- RECORD EXTRACTS
//! Standing subscription that receives log entries and dispatches them to
//! a caller-supplied handler.
//!
//! One listener is one long-lived tokio task. A bad message — undecodable
//! payload or a failing handler — is logged locally and the subscription
//! continues. Stopping waits for any in-flight handler invocation to
//! finish before the subscription is released.

use std::sync::Arc;
use std::sync::atomic::{AtomicU8, Ordering};
use taplog_bus::{BusError, MessageBus, MessageStream, codec};
use taplog_core::{LogEntry, MetricsCollector, TaplogError};
use tokio::sync::watch;
use tokio::task::JoinHandle;
use tracing::{info, warn};

/// Lifecycle of a listener.
#[derive(Debug, Clone, Copy, PartialEq, Eq)]
pub enum ListenerState {
    Stopped,
    Starting,
    Listening,
    Stopping,
}

impl ListenerState {
    fn from_u8(value: u8) -> Self {
        match value {
            1 => ListenerState::Starting,
            2 => ListenerState::Listening,
            3 => ListenerState::Stopping,
            _ => ListenerState::Stopped,
        }
    }
}

/// Per-message handler. Errors are recovered locally; they never
/// terminate the subscription.
pub type EntryHandler = Arc<dyn Fn(&LogEntry) -> anyhow::Result<()> + Send + Sync>;

/// Entry point for starting a listener.
pub struct LogListener;

impl LogListener {
    /// Subscribe to the log stream and start dispatching entries to
    /// `handler` on a dedicated task.
    pub async fn spawn(
        bus: Arc<dyn MessageBus>,
        handler: EntryHandler,
        metrics: Arc<MetricsCollector>,
    ) -> Result<ListenerHandle, TaplogError> {
        let state = Arc::new(AtomicU8::new(ListenerState::Starting as u8));
        let stream = bus
            .subscribe()
            .await
            .map_err(|e| TaplogError::Bus(e.to_string()))?;
        let (stop_tx, stop_rx) = watch::channel(false);
        let task = tokio::spawn(run_loop(
            stream,
            handler,
            Arc::clone(&state),
            stop_rx,
            metrics,
        ));
        Ok(ListenerHandle {
            state,
            stop: stop_tx,
            task,
        })
    }
}

/// Handle to a running listener. Dropping it without calling
/// [`ListenerHandle::stop`] also shuts the listener down (the stop signal
/// closes), but without waiting for the task to finish; `stop` is the
/// orderly path.
pub struct ListenerHandle {
    state: Arc<AtomicU8>,
    stop: watch::Sender<bool>,
    task: JoinHandle<()>,
}

impl ListenerHandle {
    /// Current lifecycle state, observable at any time.
    pub fn state(&self) -> ListenerState {
        ListenerState::from_u8(self.state.load(Ordering::Acquire))
    }

    /// Signal the listener to stop and wait until it has finished any
    /// in-flight handler invocation and released its subscription. Safe
    /// to call while a handler is mid-dispatch.
    pub async fn stop(self) {
        self.state
            .store(ListenerState::Stopping as u8, Ordering::Release);
        let _ = self.stop.send(true);
        let _ = self.task.await;
        self.state
            .store(ListenerState::Stopped as u8, Ordering::Release);
    }

    /// Read-back is deliberately unsupported on the listener as well:
    /// received entries are dispatched, not retained.
    pub fn latest_entries(&self, _take: Option<usize>) -> Result<Vec<LogEntry>, TaplogError> {
        Err(TaplogError::read_back_unsupported())
    }
}

async fn run_loop(
    mut stream: Box<dyn MessageStream>,
    handler: EntryHandler,
    state: Arc<AtomicU8>,
    mut stop_rx: watch::Receiver<bool>,
    metrics: Arc<MetricsCollector>,
) {
    state.store(ListenerState::Listening as u8, Ordering::Release);
    info!("Log listener started");

    loop {
        // The stop signal is only honored between messages, so a handler
        // that is already running always completes.
        tokio::select! {
            _ = stop_rx.changed() => {
                info!("Log listener stopping");
                break;
            }
            message = stream.next() => match message {
                None => {
                    info!("Log stream closed, listener exiting");
                    break;
                }
                Some(Err(BusError::Lagged(dropped))) => {
                    warn!(dropped, "Listener lagged behind the log stream");
                }
                Some(Err(e)) => {
                    warn!(error = %e, "Transient log stream error");
                }
                Some(Ok(payload)) => {
                    dispatch(&payload, &handler, &metrics);
                }
            }
        }
    }

    // Dropping the stream here releases the subscription only after any
    // in-flight dispatch above has returned.
    drop(stream);
    state.store(ListenerState::Stopped as u8, Ordering::Release);
}

fn dispatch(payload: &[u8], handler: &EntryHandler, metrics: &MetricsCollector) {
    let entry = match codec::decode_entry(payload) {
        Ok(entry) => entry,
        Err(e) => {
            warn!(error = %e, "Discarding undecodable log message");
            return;
        }
    };
    metrics.record_consumed();
    if let Err(e) = handler(&entry) {
        metrics.record_handler_failure();
        warn!(error = %e, id = entry.id, "Log handler failed");
    }
}

// ─────────────────────────────────────────────────────────────
// Tests
// ─────────────────────────────────────────────────────────────
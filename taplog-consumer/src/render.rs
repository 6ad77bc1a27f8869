//! Reference handler: render received entries to diagnostic output.

use crate::listener::EntryHandler;
use std::sync::Arc;
use taplog_core::LogEntry;
use tracing::info;

/// Render an entry as pretty-printed JSON.
pub fn render_entry(entry: &LogEntry) -> anyhow::Result<String> {
    Ok(serde_json::to_string_pretty(entry)?)
}

/// Handler that dumps every received entry to the diagnostic log, the
/// reference deployment's behavior.
pub fn console_handler() -> EntryHandler {
    Arc::new(|entry| {
        let text = render_entry(entry)?;
        info!(id = entry.id, "Received log entry:\n{text}");
        Ok(())
    })
}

- YOUR ASSIGNMENT
Each line in the data that holds the word "store" must be copied.

- ANSWER SPACE
            .store(ListenerState::Stopping as u8, Ordering::Release);
            .store(ListenerState::Stopped as u8, Ordering::Release);
    state.store(ListenerState::Listening as u8, Ordering::Release);
    state.store(ListenerState::Stopped as u8, Ordering::Release);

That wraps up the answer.